I have some Spiegelau glasses, but I'm not much of a wine drinker, lots of random pint glasses for beer, & tiki mugs for everything-beer, water, tea. I also have some vintage plastic Slurpee cups, my DH doesn't understand why I don't toss them, but when a big ass black lab jumps on you, & sends your drink flying across the room, you understand...


----------



## EdipisReks (Sep 17, 2011)

mr drinky said:


> Really? Spiegelau has rolled rims now. That sucks. Mine are all cut, but I can't remember when I bought them. I think I have the vino grande chardonnay glasses.
> 
> k.



mine are all cut, too. they are from a few years ago (i bought a _bunch_ of used ones from a wine festival for $2.50 a glass). shame if they have gone to rolled rims.


----------



## stereo.pete (Sep 19, 2011)

Speaking of glassware I was interested in purchasing some quality beer glasses, does anyone have any recommendations? I typically keep on hand IPA's and then a whole slew of porter's and stouts.


----------



## cnochef (Sep 19, 2011)

stereo.pete said:


> Speaking of glassware I was interested in purchasing some quality beer glasses, does anyone have any recommendations? I typically keep on hand IPA's and then a whole slew of porter's and stouts.


 
Spiegelau has a line of beer-specific glasses:
http://www.amazon.com/dp/B003QRDPBA/?tag=skimlinks_replacement-20


----------



## cnochef (Sep 19, 2011)

stereo.pete said:


> Speaking of glassware I was interested in purchasing some quality beer glasses, does anyone have any recommendations? I typically keep on hand IPA's and then a whole slew of porter's and stouts.


 
I also found some great info for you here:
http://beeradvocate.com/beer/101/glassware


----------



## stereo.pete (Sep 21, 2011)

Thanks guys!


----------



## geezr (Sep 21, 2011)

cnochef said:


> I also found some great info for you here:
> http://beeradvocate.com/beer/101/glassware



Thanks for the links :shots:


----------



## bishamon (Sep 22, 2011)

Another hobby of mine. I have a great deal of glassware, much like the knives.

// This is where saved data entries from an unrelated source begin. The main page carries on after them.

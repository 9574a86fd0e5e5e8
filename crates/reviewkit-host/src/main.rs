// SPDX-License-Identifier: PMPL-1.0-or-later
// Copyright (c) 2026 Jonathan D.A. Jewell (hyperpolymath) <jonathan.jewell@open.ac.uk>
//
// reviewkit: desktop harness for the in-app review orchestrator.
//
// Entry point. Initialises logging, loads settings, picks a platform bridge,
// and pumps JSON-lines method calls from stdin to stdout.

mod services;

use std::path::PathBuf;
use std::sync::Arc;

use clap::Parser;

use reviewkit_bridge::scripted::ScriptedBridge;
use reviewkit_bridge::traits::ReviewPlatform;
use reviewkit_core::types::StoreTarget;
use reviewkit_core::{ReviewConfig, ReviewError};

use services::config_dir::default_config_path;
use services::harness::Harness;

#[derive(Debug, Parser)]
#[command(name = "reviewkit", version, about = "Drive the in-app review orchestrator over JSON lines")]
struct Cli {
    /// Settings file (JSON). Missing file means defaults.
    #[arg(long, env = "REVIEWKIT_CONFIG")]
    config: Option<PathBuf>,

    /// Use a simulated platform where every native call succeeds.
    #[arg(long)]
    simulate: bool,

    /// Start with no context or activity attached.
    #[arg(long)]
    detached: bool,
}

#[tokio::main(flavor = "current_thread")]
async fn main() -> Result<(), ReviewError> {
    // stdout carries responses, so logs go to stderr.
    tracing_subscriber::fmt()
        .with_env_filter(
            tracing_subscriber::EnvFilter::try_from_default_env()
                .unwrap_or_else(|_| tracing_subscriber::EnvFilter::new("info")),
        )
        .with_writer(std::io::stderr)
        .init();

    let cli = Cli::parse();
    let config_path = cli.config.unwrap_or_else(default_config_path);
    let config = ReviewConfig::load(&config_path)?;
    tracing::info!(path = %config_path.display(), "reviewkit starting");

    let platform: Arc<dyn ReviewPlatform> = if cli.simulate {
        let store = config.store_target.unwrap_or(StoreTarget::PlayStore);
        Arc::new(ScriptedBridge::new(store))
    } else {
        reviewkit_bridge::platform_bridge()
    };

    let mut harness = Harness::new(platform, config, !cli.detached);
    let stdin = tokio::io::BufReader::new(tokio::io::stdin());
    harness.run(stdin, tokio::io::stdout()).await
}
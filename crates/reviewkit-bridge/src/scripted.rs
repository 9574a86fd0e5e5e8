// SPDX-License-Identifier: PMPL-1.0-or-later
// Copyright (c) 2026 Jonathan D.A. Jewell (hyperpolymath) <jonathan.jewell@open.ac.uk>
//
// Scripted bridge: a simulated review platform for desktop development and
// tests.
//
// Responses are queued per operation; an empty queue means success. The
// bridge enforces the platform's single-use token contract itself, so a
// token spent twice comes back as `StaleToken` just like on a device.

use std::collections::{HashSet, VecDeque};
use std::sync::atomic::{AtomicUsize, Ordering};
use std::sync::{Arc, Mutex, PoisonError};

use async_trait::async_trait;
use tokio::sync::Notify;
use url::Url;

use reviewkit_core::error::{ReviewError, Result};
use reviewkit_core::types::{ActivityHandle, Capability, ReviewToken, StoreTarget, TokenId};

use crate::traits::*;

/// Scripted response for one platform call.
#[derive(Debug, Clone, PartialEq, Eq)]
pub enum Step {
    Succeed,
    /// Fail with a transient platform error.
    Fail(String),
    /// Reject the token as stale (flow only).
    Stale,
    /// Report the feature unsupported.
    Unsupported(String),
}

#[derive(Default)]
struct Script {
    capability: Option<Capability>,
    fetches: VecDeque<Step>,
    flows: VecDeque<Step>,
    launches: VecDeque<Step>,
    issued: HashSet<TokenId>,
    spent: Vec<TokenId>,
    released: Vec<TokenId>,
    launched: Vec<Url>,
}

/// Simulated platform with call counters.
pub struct ScriptedBridge {
    store: StoreTarget,
    script: Mutex<Script>,
    fetch_calls: AtomicUsize,
    flow_calls: AtomicUsize,
    probe_calls: AtomicUsize,
    launch_calls: AtomicUsize,
    fetch_started: Arc<Notify>,
    fetch_gate: Mutex<Option<Arc<Notify>>>,
    flow_started: Arc<Notify>,
    flow_gate: Mutex<Option<Arc<Notify>>>,
}

fn install_gate(slot: &Mutex<Option<Arc<Notify>>>) -> Arc<Notify> {
    let gate = Arc::new(Notify::new());
    *slot.lock().unwrap_or_else(PoisonError::into_inner) = Some(Arc::clone(&gate));
    gate
}

async fn pass_gate(slot: &Mutex<Option<Arc<Notify>>>) {
    let gate = slot.lock().unwrap_or_else(PoisonError::into_inner).clone();
    if let Some(gate) = gate {
        gate.notified().await;
    }
}

impl ScriptedBridge {
    /// A bridge where everything succeeds.
    pub fn new(store: StoreTarget) -> Self {
        Self {
            store,
            script: Mutex::new(Script::default()),
            fetch_calls: AtomicUsize::new(0),
            flow_calls: AtomicUsize::new(0),
            probe_calls: AtomicUsize::new(0),
            launch_calls: AtomicUsize::new(0),
            fetch_started: Arc::new(Notify::new()),
            fetch_gate: Mutex::new(None),
            flow_started: Arc::new(Notify::new()),
            flow_gate: Mutex::new(None),
        }
    }

    fn script(&self) -> std::sync::MutexGuard<'_, Script> {
        self.script.lock().unwrap_or_else(PoisonError::into_inner)
    }

    pub fn set_capability(&self, capability: Capability) {
        self.script().capability = Some(capability);
    }

    pub fn push_fetch(&self, step: Step) {
        self.script().fetches.push_back(step);
    }

    pub fn push_flow(&self, step: Step) {
        self.script().flows.push_back(step);
    }

    pub fn push_launch(&self, step: Step) {
        self.script().launches.push_back(step);
    }

    /// Make every subsequent fetch wait until the returned gate is notified
    /// (one `notify_one` releases one fetch).
    pub fn hold_fetches(&self) -> Arc<Notify> {
        install_gate(&self.fetch_gate)
    }

    /// Same as [`hold_fetches`](Self::hold_fetches), for flow launches.
    pub fn hold_flows(&self) -> Arc<Notify> {
        install_gate(&self.flow_gate)
    }

    /// Notified each time a fetch begins.
    pub fn fetch_started(&self) -> Arc<Notify> {
        Arc::clone(&self.fetch_started)
    }

    /// Notified each time a flow launch begins.
    pub fn flow_started(&self) -> Arc<Notify> {
        Arc::clone(&self.flow_started)
    }

    pub fn fetch_calls(&self) -> usize {
        self.fetch_calls.load(Ordering::SeqCst)
    }

    pub fn flow_calls(&self) -> usize {
        self.flow_calls.load(Ordering::SeqCst)
    }

    pub fn probe_calls(&self) -> usize {
        self.probe_calls.load(Ordering::SeqCst)
    }

    pub fn launch_calls(&self) -> usize {
        self.launch_calls.load(Ordering::SeqCst)
    }

    /// Total platform calls of any kind.
    pub fn total_calls(&self) -> usize {
        self.fetch_calls() + self.flow_calls() + self.probe_calls() + self.launch_calls()
    }

    /// Tokens passed to the flow, in order.
    pub fn spent_tokens(&self) -> Vec<TokenId> {
        self.script().spent.clone()
    }

    /// Tokens given back unspent, in order.
    pub fn released_tokens(&self) -> Vec<TokenId> {
        self.script().released.clone()
    }

    /// Tokens issued and neither spent nor released.
    pub fn live_tokens(&self) -> usize {
        self.script().issued.len()
    }

    /// URLs handed to the launcher, in order.
    pub fn launched_urls(&self) -> Vec<Url> {
        self.script().launched.clone()
    }
}

impl ReviewPlatform for ScriptedBridge {
    fn platform_name(&self) -> &str {
        "Scripted"
    }

    fn store_target(&self) -> StoreTarget {
        self.store
    }
}

#[async_trait]
impl NativeReviewCapability for ScriptedBridge {
    async fn probe_capability(&self) -> Result<Capability> {
        self.probe_calls.fetch_add(1, Ordering::SeqCst);
        Ok(self
            .script()
            .capability
            .clone()
            .unwrap_or(Capability::Supported))
    }
}

#[async_trait]
impl NativeReviewFlow for ScriptedBridge {
    async fn fetch_review_token(&self) -> Result<ReviewToken> {
        self.fetch_calls.fetch_add(1, Ordering::SeqCst);
        self.fetch_started.notify_one();
        pass_gate(&self.fetch_gate).await;

        let mut script = self.script();
        match script.fetches.pop_front().unwrap_or(Step::Succeed) {
            Step::Succeed => {
                let token = ReviewToken::new(Vec::new());
                script.issued.insert(token.id);
                tracing::debug!(token_id = %token.id, "scripted: token issued");
                Ok(token)
            }
            Step::Fail(msg) => Err(ReviewError::TokenFetch(msg)),
            Step::Stale => Err(ReviewError::TokenFetch("stale fetch".into())),
            Step::Unsupported(reason) => Err(ReviewError::Unsupported(reason)),
        }
    }

    async fn launch_review_flow(
        &self,
        _activity: &ActivityHandle,
        token: &ReviewToken,
    ) -> Result<()> {
        self.flow_calls.fetch_add(1, Ordering::SeqCst);
        self.flow_started.notify_one();
        pass_gate(&self.flow_gate).await;

        let mut script = self.script();
        script.spent.push(token.id);

        // Single-use: the token leaves the issued set whatever the outcome.
        if !script.issued.remove(&token.id) {
            return Err(ReviewError::StaleToken(format!(
                "token {} was never issued or already spent",
                token.id
            )));
        }

        match script.flows.pop_front().unwrap_or(Step::Succeed) {
            Step::Succeed => Ok(()),
            Step::Fail(msg) => Err(ReviewError::FlowInvocation(msg)),
            Step::Stale => Err(ReviewError::StaleToken(format!("token {} expired", token.id))),
            Step::Unsupported(reason) => Err(ReviewError::Unsupported(reason)),
        }
    }

    fn release_token(&self, token: &ReviewToken) {
        let mut script = self.script();
        if script.issued.remove(&token.id) {
            script.released.push(token.id);
        }
    }
}

#[async_trait]
impl NativeUrlLauncher for ScriptedBridge {
    async fn launch_url(&self, url: &Url) -> Result<()> {
        self.launch_calls.fetch_add(1, Ordering::SeqCst);

        let mut script = self.script();
        match script.launches.pop_front().unwrap_or(Step::Succeed) {
            Step::Succeed => {
                script.launched.push(url.clone());
                Ok(())
            }
            Step::Fail(msg) | Step::Unsupported(msg) => Err(ReviewError::Launch(msg)),
            Step::Stale => Err(ReviewError::Launch("launcher rejected request".into())),
        }
    }
}
use std::path::PathBuf;
use std::time::Duration;

use rusqlite::Connection;
use serde::Deserialize;

use crate::error::Result;
use crate::sqlite::ParcelStore;

/// Path understood by SQLite as a private in-memory database.
pub const IN_MEMORY_PATH: &str = ":memory:";

const DEFAULT_BUSY_TIMEOUT_MS: u64 = 5_000;

fn default_busy_timeout_ms() -> u64 {
    DEFAULT_BUSY_TIMEOUT_MS
}

/// Connection settings for the parcel database.
#[derive(Debug, Clone, PartialEq, Eq, Deserialize)]
pub struct ParcelStoreConfig {
    /// Path to the SQLite database file
    pub db_path: PathBuf,
    /// How long a statement waits on a locked database, in milliseconds
    #[serde(default = "default_busy_timeout_ms")]
    pub busy_timeout_ms: u64,
}

impl ParcelStoreConfig {
    pub fn new(db_path: impl Into<PathBuf>) -> Self {
        Self {
            db_path: db_path.into(),
            busy_timeout_ms: DEFAULT_BUSY_TIMEOUT_MS,
        }
    }

    pub fn in_memory() -> Self {
        Self::new(IN_MEMORY_PATH)
    }

    pub fn with_busy_timeout_ms(mut self, busy_timeout_ms: u64) -> Self {
        self.busy_timeout_ms = busy_timeout_ms;
        self
    }

    /// Opens the database and makes sure the `parcel` table exists.
    ///
    /// The returned connection belongs to the caller; hand it to
    /// [`ParcelStore::new`] by reference.
    pub fn open(&self) -> Result<Connection> {
        let conn = Connection::open(&self.db_path)?;
        conn.busy_timeout(Duration::from_millis(self.busy_timeout_ms))?;
        tracing::info!(path = %self.db_path.display(), "opened parcel database");
        ParcelStore::new(&conn).ensure_schema()?;
        Ok(conn)
    }
}
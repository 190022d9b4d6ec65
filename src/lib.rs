//! SQLite-backed parcel tracking store.
//!
//! # Intention
//!
//! - Provide typed accessors over the single `parcel` table.
//! - Encapsulate SQLite-specific logic, types, and error handling.
//!
//! # Architectural Boundaries
//!
//! - The caller owns the [`rusqlite::Connection`]; the store only borrows it.
//! - Status workflow lives in [`service`], not in the store.

pub mod config;
pub mod error;
pub mod parcel;
pub mod schema;
pub mod service;
pub mod sqlite;

pub use config::ParcelStoreConfig;
pub use error::{ParcelError, Result};
pub use parcel::{Parcel, ParcelStatus};
pub use service::ParcelService;
pub use sqlite::ParcelStore;
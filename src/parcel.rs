use std::{fmt, str::FromStr};

use serde::{Deserialize, Serialize};

use crate::error::ParcelError;

/// Lifecycle marker for a parcel.
///
/// The table stores the status as free text; this enum is the validated view
/// used at the boundary.
#[derive(Debug, Clone, Copy, PartialEq, Eq, Hash, Serialize, Deserialize)]
#[serde(rename_all = "lowercase")]
pub enum ParcelStatus {
    Registered,
    Sent,
    Delivered,
}

impl ParcelStatus {
    pub const REGISTERED: &'static str = "registered";
    pub const SENT: &'static str = "sent";
    pub const DELIVERED: &'static str = "delivered";

    pub fn as_str(self) -> &'static str {
        match self {
            ParcelStatus::Registered => Self::REGISTERED,
            ParcelStatus::Sent => Self::SENT,
            ParcelStatus::Delivered => Self::DELIVERED,
        }
    }

    /// Forward progression `registered -> sent -> delivered`.
    pub fn next(self) -> Option<ParcelStatus> {
        match self {
            ParcelStatus::Registered => Some(ParcelStatus::Sent),
            ParcelStatus::Sent => Some(ParcelStatus::Delivered),
            ParcelStatus::Delivered => None,
        }
    }
}

impl fmt::Display for ParcelStatus {
    fn fmt(&self, f: &mut fmt::Formatter<'_>) -> fmt::Result {
        f.write_str(self.as_str())
    }
}

impl FromStr for ParcelStatus {
    type Err = ParcelError;

    fn from_str(s: &str) -> Result<Self, Self::Err> {
        match s {
            Self::REGISTERED => Ok(ParcelStatus::Registered),
            Self::SENT => Ok(ParcelStatus::Sent),
            Self::DELIVERED => Ok(ParcelStatus::Delivered),
            other => Err(ParcelError::UnknownStatus(other.to_string())),
        }
    }
}

/// A row of the `parcel` table.
#[derive(Debug, Clone, PartialEq, Eq, Serialize, Deserialize)]
pub struct Parcel {
    /// Assigned by the store on insert; ignored by [`crate::ParcelStore::add`].
    pub number: i64,
    pub client: i64,
    pub status: String,
    pub address: String,
    /// RFC3339 timestamp.
    pub created_at: String,
}

impl Parcel {
    /// Builds an unsaved parcel (number 0).
    pub fn new(
        client: i64,
        status: ParcelStatus,
        address: impl Into<String>,
        created_at: impl Into<String>,
    ) -> Self {
        Self {
            number: 0,
            client,
            status: status.as_str().to_string(),
            address: address.into(),
            created_at: created_at.into(),
        }
    }

    pub fn parsed_status(&self) -> Result<ParcelStatus, ParcelError> {
        self.status.parse()
    }
}
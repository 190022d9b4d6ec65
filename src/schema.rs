//! Typed definition of the `parcel` table and its DDL.

/// Name of the single table managed by this crate.
pub const PARCEL_TABLE: &str = "parcel";

#[derive(Debug, Clone, PartialEq)]
pub struct TableDefinition {
    pub name: String,
    pub columns: Vec<ColumnDefinition>,
}

impl TableDefinition {
    pub fn new(name: &str) -> Self {
        Self {
            name: name.to_string(),
            columns: Vec::new(),
        }
    }

    pub fn with_column(mut self, column: ColumnDefinition) -> Self {
        self.columns.push(column);
        self
    }

    /// `CREATE TABLE IF NOT EXISTS` statement for this table.
    pub fn create_sql(&self) -> String {
        let columns: Vec<String> = self.columns.iter().map(ColumnDefinition::to_sql).collect();
        format!(
            "CREATE TABLE IF NOT EXISTS {} ({});",
            self.name,
            columns.join(", ")
        )
    }
}

#[derive(Debug, Clone, PartialEq)]
pub struct ColumnDefinition {
    pub name: String,
    pub data_type: DataType,
    pub constraints: Vec<ColumnConstraint>,
}

impl ColumnDefinition {
    pub fn new(name: &str, data_type: DataType) -> Self {
        Self {
            name: name.to_string(),
            data_type,
            constraints: Vec::new(),
        }
    }

    pub fn with_constraint(mut self, constraint: ColumnConstraint) -> Self {
        self.constraints.push(constraint);
        self
    }

    fn to_sql(&self) -> String {
        let mut sql = format!("{} {}", self.name, self.data_type.as_sql());
        for constraint in &self.constraints {
            sql.push(' ');
            sql.push_str(constraint.as_sql());
        }
        sql
    }
}

#[derive(Debug, Clone, Copy, PartialEq)]
pub enum DataType {
    Integer,
    Text,
}

impl DataType {
    fn as_sql(self) -> &'static str {
        match self {
            DataType::Integer => "INTEGER",
            DataType::Text => "TEXT",
        }
    }
}

#[derive(Debug, Clone, Copy, PartialEq)]
pub enum ColumnConstraint {
    PrimaryKey,
    // Keeps rowids from being reused after deletes.
    AutoIncrement,
}

impl ColumnConstraint {
    fn as_sql(self) -> &'static str {
        match self {
            ColumnConstraint::PrimaryKey => "PRIMARY KEY",
            ColumnConstraint::AutoIncrement => "AUTOINCREMENT",
        }
    }
}

/// The `parcel` table layout.
pub fn parcel_table() -> TableDefinition {
    TableDefinition::new(PARCEL_TABLE)
        .with_column(
            ColumnDefinition::new("number", DataType::Integer)
                .with_constraint(ColumnConstraint::PrimaryKey)
                .with_constraint(ColumnConstraint::AutoIncrement),
        )
        .with_column(ColumnDefinition::new("client", DataType::Integer))
        .with_column(ColumnDefinition::new("status", DataType::Text))
        .with_column(ColumnDefinition::new("address", DataType::Text))
        .with_column(ColumnDefinition::new("created_at", DataType::Text))
}

#[cfg(test)]
mod tests {
    use super::*;

    #[test]
    fn parcel_table_ddl() {
        assert_eq!(
            parcel_table().create_sql(),
            "CREATE TABLE IF NOT EXISTS parcel (number INTEGER PRIMARY KEY AUTOINCREMENT, \
             client INTEGER, status TEXT, address TEXT, created_at TEXT);"
        );
    }
}
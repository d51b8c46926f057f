//! Configuration loading from layered sources

use std::collections::HashMap;
use std::path::{Path, PathBuf};

use super::env_loader::apply_env_overrides;
use super::file_loader::load_from_file;
use super::types::EngineConfig;
use crate::error::SandboxResult;

/// Source of configuration data
#[derive(Debug, Clone)]
pub enum ConfigSource {
    /// Built-in defaults
    Default,
    /// Configuration file; replaces everything loaded before it
    File(PathBuf),
    /// `WARDEN_*` variables from the process environment
    Environment,
    /// `WARDEN_*` variables from an explicit map
    EnvironmentMap(HashMap<String, String>),
}

/// Configuration loader with support for multiple sources
///
/// Sources apply in the order they were added; the result is validated.
#[derive(Debug, Default)]
pub struct ConfigLoader {
    sources: Vec<ConfigSource>,
}

impl ConfigLoader {
    pub fn new() -> Self {
        Self::default()
    }

    /// Add a configuration source
    pub fn add_source(mut self, source: ConfigSource) -> Self {
        self.sources.push(source);
        self
    }

    pub fn with_defaults(self) -> Self {
        self.add_source(ConfigSource::Default)
    }

    pub fn with_file<P: AsRef<Path>>(self, path: P) -> Self {
        self.add_source(ConfigSource::File(path.as_ref().to_path_buf()))
    }

    pub fn with_env(self) -> Self {
        self.add_source(ConfigSource::Environment)
    }

    pub fn with_env_map(self, vars: HashMap<String, String>) -> Self {
        self.add_source(ConfigSource::EnvironmentMap(vars))
    }

    /// Load configuration from all sources
    pub fn load(self) -> SandboxResult<EngineConfig> {
        let mut config = EngineConfig::default();

        for source in &self.sources {
            match source {
                ConfigSource::Default => {
                    tracing::debug!("Loading default config");
                    config = EngineConfig::default();
                }
                ConfigSource::File(path) => {
                    if path.exists() {
                        tracing::debug!("Loading config from file: {}", path.display());
                        config = load_from_file(path)?;
                    } else {
                        tracing::debug!("Config file {} not found, skipping", path.display());
                    }
                }
                ConfigSource::Environment => {
                    tracing::debug!("Loading config overrides from environment");
                    let vars: HashMap<String, String> = std::env::vars().collect();
                    apply_env_overrides(&mut config, &vars)?;
                }
                ConfigSource::EnvironmentMap(vars) => {
                    apply_env_overrides(&mut config, vars)?;
                }
            }
        }

        config.validate()?;
        Ok(config)
    }
}

/// Defaults, then the optional file, then the process environment
pub fn load_config(path: Option<&Path>) -> SandboxResult<EngineConfig> {
    let mut loader = ConfigLoader::new().with_defaults();
    if let Some(path) = path {
        loader = loader.with_file(path);
    }
    loader.with_env().load()
}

I have gone through a number of sets, but my core white/red wine glasses now are Zwiesel fortes: they are thicker than the Riedel's, but they are more durable and I like the contours, and the Forte line is by no means cheap. I also have some of the their Enoteca line for the truly huge Burgundy and Bordeaux glasses. My other glasses are mixed Spiegelau and Ravenscroft mostly. I have about 9 different kinds of cordial/apertif/schnapps glasses, lol. 
I also have a collection of beer pints and beer goblets, coolers, and a good number of different cocktail glasses. Good enough for a bar. 
This thread leads me to my next point here...I need a European member to send me a yard glass.


----------



## mano (Sep 23, 2011)

Never having tried the Glencairn I'm unsure how the Reidel single malt compares, but I bought a bunch on sale and am happy with them.

http://www.amazon.com/Riedel-Vinum-Single-Whiskey-Glasses/dp/B000MYFXG0/ref=sr_1_1?s=home-garden&ie=UTF8&qid=1316775955&sr=1-1

Not to throw cold water on the wine glass discussion, but as a member of a pretty high-end and knowledgeable wine group (they invited us to join because of my wife, no doubt) we've never noticed a difference in how wine tastes regardless of the glass. Any decent wine glass is fine. Buy on looks, durability and practical function. If you have a hankering for a special glass, go for it.

Edited to add: Perhaps my favorite single malt glasses are from Hudson Beach Glass in Philadelphia. A gift from my daughter who designed their window. They no longer make them but they're a set of whiskey glasses on ridged glass tiles:
http://www.hudsonbeachglass.com/glasses/shots_01.html


----------